The question: How do we actually construct such a \(T\)? That’s where Metropolis-Hastings comes in.

ImportantWhat We Just Learned

Markov chains supply the mechanism. If we can build dynamics whose stationary distribution is the posterior, then time averages along the chain become posterior expectations. Detailed balance tells us how to make that construction mathematically legitimate.


Part 3: The Metropolis-Hastings Algorithm

NoteWhere We Are

The journey so far: In Part 1, we discovered that grid evaluation fails exponentially with dimension — the curse of dimensionality. In Part 2, we learned that Markov chains offer a solution: build a random walk that explores parameter space and, under the right conditions, produces samples from a broad class of target distributions, justified by ergodicity and detailed balance.

Now in Part 3: We’ll construct the specific algorithm that makes this work — the Metropolis-Hastings sampler, a general-purpose method for sampling from complicated target distributions when direct iid sampling is unavailable.

The Construction: Proposal + Accept/Reject

Here’s the brilliant idea due to Metropolis et al. (1953) and generalized by Hastings (1970):

The Metropolis algorithm has remarkable origins. In the early 1950s, Nicholas Metropolis, Arianna Rosenbluth, Marshall Rosenbluth, Augusta Teller, and Edward Teller were working at Los Alamos National Laboratory on the hydrogen bomb project. They needed to understand how atoms in materials would behave under extreme conditions — millions of degrees, enormous pressures — but they couldn’t build physical experiments to measure this (too dangerous and expensive). They also couldn’t solve the equations analytically (too many particles, too complex).

Their insight: Simulate the particles computationally. But even simulation was a challenge — how do you sample from the Boltzmann distribution at high temperature without computing the partition function (which requires summing over all possible states)? Rosenbluth had the key idea: Use a Markov chain with accept/reject steps based on energy differences. The normalization constant cancels out!

The first calculation ran on MANIAC I (Mathematical Analyzer Numerical Integrator and Computer), one of the earliest digital computers. The problem: 224 particles interacting via Lennard-Jones potential. The computation took hours. Today your laptop could do it in seconds.

The profound irony: A method developed to understand nuclear weapons physics has become one of the most important tools in peaceful science — from astronomy to medicine to machine learning. Computational methods developed for destruction now help us understand the universe.

The original 1953 paper is a model of clarity and is still worth reading. Metropolis’s name appears first, but by alphabetical convention — the method was really a collaborative effort. Augusta Teller (Edward Teller’s wife) and Arianna Rosenbluth are sometimes forgotten in historical accounts, yet another example of how women’s contributions to computational science have been underrecognized.

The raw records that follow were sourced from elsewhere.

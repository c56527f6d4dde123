use crate::Histogram;
use crate::Probability;
use crate::RunResult;
use crate::correlations;
use crate::pearson;

/// k × k correlations between the centroids of one run. Off-diagonal values
/// near 1 mean two regimes are the same pattern and k is too large.
pub fn self_correlation(centroids: &[Histogram]) -> Vec<Vec<Probability>> {
    correlations(centroids, centroids)
}

/// k₁ × k₂ correlations between the centroids of two runs.
pub fn cross_correlation(a: &[Histogram], b: &[Histogram]) -> Vec<Vec<Probability>> {
    correlations(a, b)
}

/// k × k correlations between the membership series of each regime.
///
/// Each regime becomes a 0/1 series over samples (1 where the sample
/// carries that label). Samples are ordered in space and time, so
/// positive values mean two regimes tend to occur together.
pub fn label_correlation(run: &RunResult) -> Vec<Vec<Probability>> {
    let series = (0..run.k())
        .map(|j| {
            run.labels()
                .iter()
                .map(|l| if *l == j { 1. } else { 0. })
                .collect::<Vec<f32>>()
        })
        .collect::<Vec<_>>();
    series
        .iter()
        .map(|a| series.iter().map(|b| pearson(a, b)).collect())
        .collect()
}

#[cfg(test)]
mod tests {
    use super::*;
    use crate::Cancel;
    use crate::Euclidean;
    use crate::Initialization;
    use crate::Params;
    use crate::cluster;
    use crate::clustering::fixtures;

    fn two_pairs() -> RunResult {
        let params = Params::default().with_init(Initialization::Explicit(vec![
            vec![10., 0.],
            vec![0., 10.],
        ]));
        cluster(&fixtures::pairs(), 2, &Euclidean::default(), &params, &Cancel::new()).unwrap()
    }

    #[test]
    fn self_correlation_has_unit_diagonal() {
        let run = two_pairs();
        let m = self_correlation(run.centroids());
        assert!((m[0][0] - 1.).abs() < 1e-6);
        assert!((m[1][1] - 1.).abs() < 1e-6);
        assert!((m[0][1] + 1.).abs() < 1e-6);
    }

    #[test]
    fn cross_correlation_shape() {
        let prototypes = fixtures::prototypes();
        let m = cross_correlation(&prototypes[..2], &prototypes);
        assert_eq!(m.len(), 2);
        assert!(m.iter().all(|row| row.len() == 3));
        assert!((m[1][1] - 1.).abs() < 1e-6);
    }

    #[test]
    fn disjoint_regimes_anticorrelate() {
        let m = label_correlation(&two_pairs());
        assert_eq!(m[0][0], 1.);
        assert!((m[0][1] + 1.).abs() < 1e-6);
    }
}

Separate the transition kernel into two parts:

  1. Proposal distribution \(Q(\theta' \mid \theta)\): generates a candidate new state \(\theta'\) given current state \(\theta\)
  2. Acceptance probability \(\alpha(\theta' \mid \theta)\): probability of accepting the proposal

For \(\theta' \neq \theta\), the accepted-move component of the transition kernel is:

\[ T(\theta' \mid \theta) = Q(\theta' \mid \theta)\,\alpha(\theta' \mid \theta) \]

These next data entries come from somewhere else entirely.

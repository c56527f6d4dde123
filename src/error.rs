/// Errors that abort a clustering call before any result state exists.
///
/// Non-convergence, degenerate clusters and cancellation are not errors;
/// they are reported on [`crate::RunResult`].
#[derive(Debug, Clone, PartialEq)]
pub enum Error {
    /// A parameter is out of range or malformed.
    InvalidConfig { param: &'static str, reason: String },
    /// A feature vector (or the dataset as a whole) cannot be clustered.
    /// `index` is the offending sample, when there is one.
    InvalidData { index: Option<usize>, reason: String },
}

impl Error {
    pub fn config(param: &'static str, reason: impl Into<String>) -> Self {
        Self::InvalidConfig {
            param,
            reason: reason.into(),
        }
    }
    pub fn data(reason: impl Into<String>) -> Self {
        Self::InvalidData {
            index: None,
            reason: reason.into(),
        }
    }
    pub fn sample(index: usize, reason: impl Into<String>) -> Self {
        Self::InvalidData {
            index: Some(index),
            reason: reason.into(),
        }
    }
    pub fn is_config(&self) -> bool {
        matches!(self, Self::InvalidConfig { .. })
    }
    pub fn is_data(&self) -> bool {
        matches!(self, Self::InvalidData { .. })
    }
}

impl std::fmt::Display for Error {
    fn fmt(&self, f: &mut std::fmt::Formatter<'_>) -> std::fmt::Result {
        match self {
            Self::InvalidConfig { param, reason } => {
                write!(f, "invalid configuration: {}: {}", param, reason)
            }
            Self::InvalidData {
                index: Some(i),
                reason,
            } => write!(f, "invalid data: sample {}: {}", i, reason),
            Self::InvalidData {
                index: None,
                reason,
            } => write!(f, "invalid data: {}", reason),
        }
    }
}

impl std::error::Error for Error {}
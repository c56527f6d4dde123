use super::euclidean::Euclidean;
use super::ground::Ground;
use super::kind::MetricKind;
use super::metric::Metric;
use super::transport::Transport;
use crate::Dataset;
use crate::Energy;
use crate::Error;
use crate::Histogram;
use crate::Shape;

/// A metric chosen at runtime, e.g. from a CLI flag or a config file.
#[derive(Debug, Clone, PartialEq)]
pub enum Distance {
    Euclidean(Euclidean),
    Transport(Transport),
}

impl Distance {
    pub fn build(kind: MetricKind, shape: Shape, ground: &Ground) -> Self {
        match kind {
            MetricKind::Euclidean => Self::Euclidean(Euclidean::default()),
            MetricKind::Transport => Self::Transport(Transport::new(shape, ground)),
        }
    }
    pub fn kind(&self) -> MetricKind {
        match self {
            Self::Euclidean(_) => MetricKind::Euclidean,
            Self::Transport(_) => MetricKind::Transport,
        }
    }
}

impl Metric for Distance {
    fn distance(&self, a: &Histogram, b: &Histogram) -> Energy {
        match self {
            Self::Euclidean(m) => m.distance(a, b),
            Self::Transport(m) => m.distance(a, b),
        }
    }
    fn name(&self) -> &'static str {
        match self {
            Self::Euclidean(m) => m.name(),
            Self::Transport(m) => m.name(),
        }
    }
    fn validate(&self, dataset: &Dataset) -> Result<(), Error> {
        match self {
            Self::Euclidean(m) => m.validate(dataset),
            Self::Transport(m) => m.validate(dataset),
        }
    }
}

#[cfg(test)]
mod tests {
    use super::*;

    #[test]
    fn builds_requested_kind() {
        let shape = Shape::default();
        for kind in [MetricKind::Euclidean, MetricKind::Transport] {
            let metric = Distance::build(kind, shape, &Ground::default());
            assert_eq!(metric.kind(), kind);
            assert_eq!(metric.name(), kind.to_string());
        }
    }
}
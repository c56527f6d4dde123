criterion::criterion_main!(benches);
criterion::criterion_group! {
    name = benches;
    config = criterion::Criterion::default()
        .without_plots()
        .noise_threshold(3.0)
        .significance_level(0.01)
        .sample_size(10)
        .measurement_time(std::time::Duration::from_secs(1));
    targets =
        computing_euclidean_distance,
        computing_optimal_transport_exact,
        computing_optimal_transport_sinkhorns,
        clustering_kmeans_euclidean,
        clustering_kmeans_transport,
}

fn computing_euclidean_distance(c: &mut criterion::Criterion) {
    let ref h1 = Histogram::random();
    let ref h2 = Histogram::random();
    let metric = Euclidean::default();
    c.bench_function("compute squared euclidean distance (7x6)", |b| {
        b.iter(|| metric.distance(h1, h2))
    });
}

fn computing_optimal_transport_exact(c: &mut criterion::Criterion) {
    let ref h1 = Histogram::random();
    let ref h2 = Histogram::random();
    let metric = Transport::new(h1.shape(), &Ground::default());
    c.bench_function("compute optimal transport (exact)", |b| {
        b.iter(|| metric.distance(h1, h2))
    });
}

fn computing_optimal_transport_sinkhorns(c: &mut criterion::Criterion) {
    let ref h1 = Histogram::random();
    let ref h2 = Histogram::random();
    let metric = Transport::new(h1.shape(), &Ground::default())
        .with_solver(Solver::Sinkhorn(Entropic::default()));
    c.bench_function("compute optimal transport (sinkhorn)", |b| {
        b.iter(|| metric.distance(h1, h2))
    });
}

fn clustering_kmeans_euclidean(c: &mut criterion::Criterion) {
    let ref dataset = dataset(512);
    let params = Params::default().with_n_init(1);
    let metric = Euclidean::default();
    c.bench_function("cluster 512 histograms (euclidean, k=8)", |b| {
        b.iter(|| cluster(dataset, 8, &metric, &params, &Cancel::new()))
    });
}

fn clustering_kmeans_transport(c: &mut criterion::Criterion) {
    let ref dataset = dataset(64);
    let params = Params::default().with_n_init(1);
    let metric = Transport::new(dataset.shape(), &Ground::default());
    c.bench_function("cluster 64 histograms (transport, k=4)", |b| {
        b.iter(|| cluster(dataset, 4, &metric, &params, &Cancel::new()))
    });
}

fn dataset(n: usize) -> Dataset {
    let shape = Shape::default();
    Dataset::new(shape, (0..n).map(|_| Histogram::random()).collect())
}

use cloud_regimes::Arbitrary;
use cloud_regimes::Cancel;
use cloud_regimes::Dataset;
use cloud_regimes::Entropic;
use cloud_regimes::Euclidean;
use cloud_regimes::Ground;
use cloud_regimes::Histogram;
use cloud_regimes::Metric;
use cloud_regimes::Params;
use cloud_regimes::Shape;
use cloud_regimes::Solver;
use cloud_regimes::Transport;
use cloud_regimes::cluster;
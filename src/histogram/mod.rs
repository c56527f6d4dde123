//! Histogram-valued feature vectors.
//!
//! ## Core Types
//!
//! - [`Shape`] — (rows, columns) bin layout shared by every vector in a run
//! - [`Bin`] — one cell of the pressure × optical depth grid
//! - [`Histogram`] — one observation's flattened joint histogram
//! - [`Dataset`] — ordered samples plus their shape and optional weights
//! - [`Mean`] — weighted accumulator that centroids are recomputed with
mod bin;
mod dataset;
mod histogram;
mod mean;
mod shape;

pub use bin::*;
pub use dataset::*;
pub use histogram::*;
pub use mean::*;
pub use shape::*;
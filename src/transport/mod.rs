//! Optimal transport abstractions.
//!
//! The transport metric treats each histogram as a discrete distribution over
//! its 2D bin grid and asks for the cheapest way to move one distribution's
//! mass onto the other's, under a ground cost between bins.
//!
//! ## Core Types
//!
//! - [`Support`] — elements a distribution places mass on (histogram bins)
//! - [`Density`] — a discrete probability distribution over a support
//! - [`Measure`] — ground cost of moving unit mass between two support points
//! - [`Coupling`] — a transport plan between two distributions, and its cost
//!
//! Concrete couplings live next to the metric that uses them, see
//! [`crate::metric`].
mod coupling;
mod density;
mod measure;
mod support;

pub use coupling::*;
pub use density::*;
pub use measure::*;
pub use support::*;
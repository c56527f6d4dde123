/// Marker trait for types that form the support of a probability distribution.
///
/// The `Clone` bound enables copying support elements when constructing
/// transport plans and iterating over distributions.
pub trait Support: Clone {}
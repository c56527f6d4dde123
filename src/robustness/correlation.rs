use crate::Histogram;
use crate::Probability;

/// Pearson correlation coefficient between two equal-length vectors.
///
/// A constant vector has no variance, so the coefficient is undefined;
/// it is taken as 1 when both vectors are identical and 0 otherwise.
pub fn pearson(a: &[f32], b: &[f32]) -> Probability {
    debug_assert_eq!(a.len(), b.len());
    let n = a.len() as f64;
    if n == 0. {
        return 1.;
    }
    let ma = a.iter().map(|x| *x as f64).sum::<f64>() / n;
    let mb = b.iter().map(|x| *x as f64).sum::<f64>() / n;
    let (cov, va, vb) = a
        .iter()
        .zip(b.iter())
        .map(|(x, y)| (*x as f64 - ma, *y as f64 - mb))
        .fold((0., 0., 0.), |(c, va, vb), (dx, dy)| {
            (c + dx * dy, va + dx * dx, vb + dy * dy)
        });
    if va <= 0. || vb <= 0. {
        return if a == b { 1. } else { 0. };
    }
    (cov / (va * vb).sqrt()).clamp(-1., 1.) as Probability
}

/// `a.len() × b.len()` matrix of centroid correlations.
pub fn correlations(a: &[Histogram], b: &[Histogram]) -> Vec<Vec<Probability>> {
    a.iter()
        .map(|x| b.iter().map(|y| pearson(x.values(), y.values())).collect())
        .collect()
}

#[cfg(test)]
mod tests {
    use super::*;

    #[test]
    fn perfectly_correlated() {
        assert!((pearson(&[1., 2., 3.], &[2., 4., 6.]) - 1.).abs() < 1e-6);
        assert!((pearson(&[1., 2., 3.], &[3., 2., 1.]) + 1.).abs() < 1e-6);
    }

    #[test]
    fn uncorrelated() {
        assert!(pearson(&[1., 0., -1., 0.], &[0., 1., 0., -1.]).abs() < 1e-6);
    }

    #[test]
    fn constant_vectors() {
        assert_eq!(pearson(&[2., 2., 2.], &[2., 2., 2.]), 1.);
        assert_eq!(pearson(&[2., 2., 2.], &[1., 2., 3.]), 0.);
    }
}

The full kernel also includes a self-transition at \(\theta' = \theta\) that collects the rejected proposals. In other words, “reject and stay where you are” is part of the Markov dynamics itself, not an implementation afterthought.

TipOperational View: What MCMC Actually Does

MCMC constructs a sequence

\[ \theta_0 \to \theta_1 \to \theta_2 \to \cdots \]

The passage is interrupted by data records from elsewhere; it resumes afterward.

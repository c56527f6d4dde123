use super::bin::Bin;
use super::shape::Shape;
use crate::Arbitrary;
use crate::Error;
use crate::Probability;
use crate::transport::Density;
use serde::Deserialize;
use serde::Serialize;

/// One observation's joint histogram of cloud-top pressure and optical depth.
///
/// Values are raw bin frequencies (counts or percent cloud cover), stored
/// row-major over the [`Shape`] grid. A histogram is immutable once built;
/// centroids are produced as new histograms rather than edited in place.
///
/// Construction only checks that the value count matches the shape.
/// Content checks (finite, non-negative, positive mass) happen in
/// [`Histogram::check`], which the clustering engine runs at its boundary.
#[derive(Debug, Clone, PartialEq, Serialize, Deserialize)]
pub struct Histogram {
    shape: Shape,
    values: Vec<f32>,
}

impl Histogram {
    /// Builds a histogram, rejecting a value count that does not fill the grid.
    pub fn new(shape: Shape, values: Vec<f32>) -> Result<Self, Error> {
        if values.len() != shape.bins() {
            return Err(Error::data(format!(
                "expected {} values for shape {}, found {}",
                shape.bins(),
                shape,
                values.len()
            )));
        }
        Ok(Self { shape, values })
    }
    /// An all-zero histogram. Not a valid sample, only an accumulator seed.
    pub fn zeroes(shape: Shape) -> Self {
        Self {
            shape,
            values: vec![0.; shape.bins()],
        }
    }
    pub fn shape(&self) -> Shape {
        self.shape
    }
    pub fn values(&self) -> &[f32] {
        &self.values
    }
    pub fn len(&self) -> usize {
        self.values.len()
    }
    pub fn is_empty(&self) -> bool {
        self.values.is_empty()
    }
    /// Raw value at a grid cell.
    pub fn get(&self, bin: &Bin) -> f32 {
        self.values[self.shape.index(bin)]
    }
    /// Total mass across all bins.
    pub fn mass(&self) -> f32 {
        self.values.iter().sum()
    }
    /// Sum of squared values, in f64.
    pub fn energy(&self) -> f64 {
        self.values.iter().map(|v| *v as f64 * *v as f64).sum()
    }
    /// Validates content: every value finite and non-negative, positive
    /// total mass, and small enough that distances stay finite in f32.
    ///
    /// Any two histograms with energy at most `f32::MAX / 4` are at squared
    /// distance at most `f32::MAX`, and weighted means never exceed the
    /// largest energy among their members.
    pub fn check(&self) -> Result<(), String> {
        if let Some((i, v)) = self.values.iter().enumerate().find(|(_, v)| !v.is_finite()) {
            return Err(format!("non-finite value {} in bin {}", v, self.shape.bin(i)));
        }
        if let Some((i, v)) = self.values.iter().enumerate().find(|(_, v)| **v < 0.) {
            return Err(format!(
                "negative value {} in bin {}; convert fill values to missing before clustering",
                v,
                self.shape.bin(i)
            ));
        }
        if self.energy() > f32::MAX as f64 / 4. || !self.mass().is_finite() {
            return Err("values too large for distances to be represented".to_string());
        }
        if self.mass() <= 0. {
            return Err("histogram sums to zero".to_string());
        }
        Ok(())
    }
    /// Unit-mass copy of the values, as a probability vector over flat indices.
    pub fn normalize(&self) -> Vec<Probability> {
        let mass = self.mass();
        self.values.iter().map(|v| v / mass).collect()
    }
}

impl Density for Histogram {
    type Support = Bin;
    fn density(&self, x: &Self::Support) -> Probability {
        self.get(x) / self.mass()
    }
    fn support(&self) -> impl Iterator<Item = Self::Support> {
        self.values
            .iter()
            .enumerate()
            .filter(|(_, v)| **v > 0.)
            .map(|(i, _)| self.shape.bin(i))
    }
}

impl Arbitrary for Histogram {
    fn random() -> Self {
        let shape = Shape::default();
        let mut values = (0..shape.bins())
            .map(|_| rand::random::<f32>())
            .map(|x| if x < 0.5 { 0. } else { 100. * (x - 0.5) })
            .collect::<Vec<f32>>();
        let i = rand::random_range(0..shape.bins());
        values[i] += 1.;
        Self { shape, values }
    }
}

#[cfg(test)]
mod tests {
    use super::*;

    #[test]
    fn rejects_wrong_value_count() {
        assert!(Histogram::new(Shape::new(2, 2), vec![1., 2., 3.]).is_err());
        assert!(Histogram::new(Shape::new(2, 2), vec![1., 2., 3., 4.]).is_ok());
    }

    #[test]
    fn check_rejects_zero_mass() {
        let h = Histogram::zeroes(Shape::new(2, 3));
        assert!(h.check().unwrap_err().contains("zero"));
    }

    #[test]
    fn check_rejects_negative_and_nan() {
        let shape = Shape::new(1, 3);
        let negative = Histogram::new(shape, vec![1., -1., 2.]).unwrap();
        let missing = Histogram::new(shape, vec![1., f32::NAN, 2.]).unwrap();
        assert!(negative.check().unwrap_err().contains("negative"));
        assert!(missing.check().unwrap_err().contains("non-finite"));
    }

    #[test]
    fn check_rejects_overflowing_values() {
        let shape = Shape::new(1, 2);
        let huge = Histogram::new(shape, vec![1e20, 0.]).unwrap();
        let large = Histogram::new(shape, vec![1e18, 1e18]).unwrap();
        assert!(huge.check().unwrap_err().contains("too large"));
        assert!(large.check().is_ok());
    }

    #[test]
    fn density_is_normalized_over_support() {
        let h = Histogram::new(Shape::new(2, 2), vec![1., 0., 3., 0.]).unwrap();
        let support = h.support().collect::<Vec<_>>();
        assert_eq!(support, vec![Bin::from((0, 0)), Bin::from((1, 0))]);
        assert_eq!(h.density(&Bin::from((1, 0))), 0.75);
        assert_eq!(h.normalize().iter().sum::<f32>(), 1.);
    }

    #[test]
    fn random_histograms_are_valid() {
        for _ in 0..64 {
            assert!(Histogram::random().check().is_ok());
        }
    }
}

that wanders through parameter space. The samples are not independent. Instead, after burn-in, the fraction of time the chain spends in any region \(R\) approximates

\[ \int_R \pi(\theta)\,d\theta. \]

That is why posterior expectations become sample averages. We are not simulating a search for the best point. We are simulating a dynamical system whose long-run visitation frequencies encode the posterior.

The algorithm:

  1. Start at some \(\theta_0\) (anywhere in parameter space)
  2. For \(t = 0, 1, 2, ..., N-1\):
    • Propose: Draw \(\theta'\) from \(Q(\theta' \mid \theta_t)\)
    • Evaluate: Compute acceptance probability \(\alpha(\theta' \mid \theta_t)\)
    • Decide:
      • With probability \(\alpha\), accept: \(\theta_{t+1} = \theta'\)
      • With probability \(1-\alpha\), reject: \(\theta_{t+1} = \theta_t\) (stay put)
  3. Return samples \(\{\theta_1, \theta_2, \ldots, \theta_N\}\)

The magic is in step 2: How do we choose \(\alpha\) to satisfy detailed balance?

TipPause and Predict

Before we derive the acceptance probability, take a moment to think:

Given that we want detailed balance \(\pi(\theta) T(\theta' \mid \theta) = \pi(\theta') T(\theta \mid \theta')\), and we’ve decided \(T = Q \times \alpha\), what constraints must \(\alpha\) satisfy?

Write down your answer before reading on:

  • Should \(\alpha\) depend on both \(\theta\) and \(\theta'\), or just one?
  • If \(\theta'\) has higher posterior probability than \(\theta\), should we always accept?
  • If \(\theta'\) has lower posterior probability, should we always reject?
  • What role does the proposal distribution \(Q\) play?

Think about it for 30 seconds, then continue. The derivation will be more meaningful if you’ve wrestled with the problem first.

Deriving the Acceptance Probability

We want:

\[ \pi(\theta) T(\theta' | \theta) = \pi(\theta') T(\theta | \theta') \]

Substituting \(T = Q\alpha\) where \(Q\) is the proposal and \(\alpha\) is the acceptance probability:

\[ \pi(\theta) Q(\theta' | \theta) \alpha(\theta' | \theta) = \pi(\theta') Q(\theta | \theta') \alpha(\theta | \theta') \]

Rearrange:

\[ \frac{\alpha(\theta' | \theta)}{\alpha(\theta | \theta')} = \frac{\pi(\theta') Q(\theta | \theta')}{\pi(\theta) Q(\theta' | \theta)} \]

Define the acceptance ratio:

\[ r = \frac{\pi(\theta') Q(\theta | \theta')}{\pi(\theta) Q(\theta' | \theta)} \]

When \(\pi\) is the posterior: write \[\pi(\theta) \propto p(D\mid\theta)p(\theta).\]

Then

\[ r \;=\; \frac{\pi(\theta')\,Q(\theta\mid\theta')}{\pi(\theta)\,Q(\theta'\mid\theta)} \;=\; \frac{p(D\mid\theta')\,p(\theta')}{p(D\mid\theta)\,p(\theta)} \cdot \frac{Q(\theta\mid\theta')}{Q(\theta'\mid\theta)}, \]

so the evidence \(p(D)\) cancels because it is constant in \(\theta\).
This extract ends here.